• About this task
Restate word for word the entries below, starting with the line with "use async_trait::async_trait;" and continuing through the line with "pub fn new(settings: &AgentsSection)". Include both of those lines and no others.
== Data supplied
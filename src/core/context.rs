//! 协调上下文：启动时构造一次，以引用传给所有组件（替代全局单例）

use std::sync::Arc;
use std::time::Duration;

use crate::agents::{ApprovalChannel, ApprovalGate};
use crate::config::AppConfig;
use crate::coordination::{LockManager, SessionsBus};
use crate::core::error_log::ErrorLogger;
use crate::core::events::EventSink;
use crate::core::phase::PhaseTracker;
use crate::core::recovery::{ErrorClassifier, RecoveryPlanner};
use crate::llm::ReasoningClient;
use crate::state::StateManager;
use crate::tools::{TimedExecutor, ToolExecutor};

/// Agent 执行时使用的参数
#[derive(Debug, Clone)]
pub struct ExecutionSettings {
    pub lock_ttl_ms: u64,
    pub lock_retries: u32,
    pub lock_retry_delay: Duration,
    /// 破坏性操作前是否自动建检查点
    pub enable_checkpoints: bool,
    pub failure_loop_threshold: usize,
}

impl ExecutionSettings {
    pub fn from_config(cfg: &AppConfig) -> Self {
        Self {
            lock_ttl_ms: cfg.coordinator.lock_timeout_ms,
            lock_retries: cfg.locks.acquire_retries,
            lock_retry_delay: cfg.locks.retry_delay(),
            enable_checkpoints: cfg.coordinator.enable_checkpoints,
            failure_loop_threshold: cfg.recovery.failure_loop_threshold,
        }
    }
}

impl Default for ExecutionSettings {
    fn default() -> Self {
        Self::from_config(&AppConfig::default())
    }
}

pub struct CoordinatorContext {
    pub state: Arc<StateManager>,
    pub locks: Arc<LockManager>,
    pub sessions: Arc<SessionsBus>,
    pub tools: TimedExecutor,
    pub reasoning: Arc<dyn ReasoningClient>,
    pub classifier: ErrorClassifier,
    pub recovery: RecoveryPlanner,
    pub error_log: ErrorLogger,
    pub approvals: ApprovalGate,
    pub events: EventSink,
    pub phase: PhaseTracker,
    pub settings: ExecutionSettings,
}

impl CoordinatorContext {
    /// 按配置组装全部共享组件
    pub fn new(
        cfg: &AppConfig,
        tools: Arc<dyn ToolExecutor>,
        reasoning: Arc<dyn ReasoningClient>,
        approval_channel: Option<Arc<dyn ApprovalChannel>>,
        events: EventSink,
    ) -> Self {
        let state = Arc::new(StateManager::new(cfg.coordinator.max_checkpoints));
        let locks = Arc::new(LockManager::new(state.clone(), cfg.coordinator.lock_timeout_ms));
        Self {
            state,
            locks,
            sessions: Arc::new(SessionsBus::new(cfg.sessions.max_messages)),
            tools: TimedExecutor::new(tools, cfg.tools.tool_timeout_ms),
            reasoning,
            classifier: ErrorClassifier::new(),
            recovery: RecoveryPlanner::new(),
            error_log: ErrorLogger::new(cfg.recovery.error_log_capacity),
            approvals: ApprovalGate::new(
                approval_channel,
                Duration::from_secs(cfg.approval.timeout_secs),
                cfg.approval.default_on_timeout,
            ),
            events,
            phase: PhaseTracker::new(),
            settings: ExecutionSettings::from_config(cfg),
        }
    }
}
//! 编排 Agent：处理只读分析任务，也是单 Agent 模式下的唯一执行者

use async_trait::async_trait;

use crate::config::AgentsSection;
use crate::core::context::CoordinatorContext;
use crate::state::AgentState;
use crate::workflow::{AgentResult, AgentTask, TaskType};

use super::{Agent, AgentConfig, AgentRole, AgentRuntime};

pub const COORDINATOR_AGENT_ID: &str = "coordinator";

/// 只持有共享只读工具
pub struct CoordinatorAgent {
    runtime: AgentRuntime,
}

impl CoordinatorAgent {
    pub fn new(settings: &AgentsSection) -> Self {
        let config = AgentConfig::new(COORDINATOR_AGENT_ID, "Coordinator", AgentRole::Coordinator, settings)
            .with_goal("Understand the project and answer questions about its current structure")
            .with_keywords(&["analyze", "inspect", "explain", "describe", "list"]);
        Self {
            runtime: AgentRuntime::new(config),
        }
    }
}

#[async_trait]
impl Agent for CoordinatorAgent {
    fn config(&self) -> &AgentConfig {
        self.runtime.config()
    }

    fn handled_task_types(&self) -> &[TaskType] {
        &[TaskType::Analysis]
    }

    async fn execute(&self, task: &AgentTask, ctx: &CoordinatorContext) -> AgentResult {
        self.runtime.run_task(task, ctx).await
    }

    async fn status(&self) -> AgentState {
        self.runtime.status().await
    }
}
====
• Reply
use async_trait::async_trait;

use crate::config::AgentsSection;
use crate::core::context::CoordinatorContext;
use crate::state::AgentState;
use crate::workflow::{AgentResult, AgentTask, TaskType};

use super::{Agent, AgentConfig, AgentRole, AgentRuntime};

pub const COORDINATOR_AGENT_ID: &str = "coordinator";

/// 只持有共享只读工具
pub struct CoordinatorAgent {
    runtime: AgentRuntime,
}

impl CoordinatorAgent {
    pub fn new(settings: &AgentsSection) -> Self {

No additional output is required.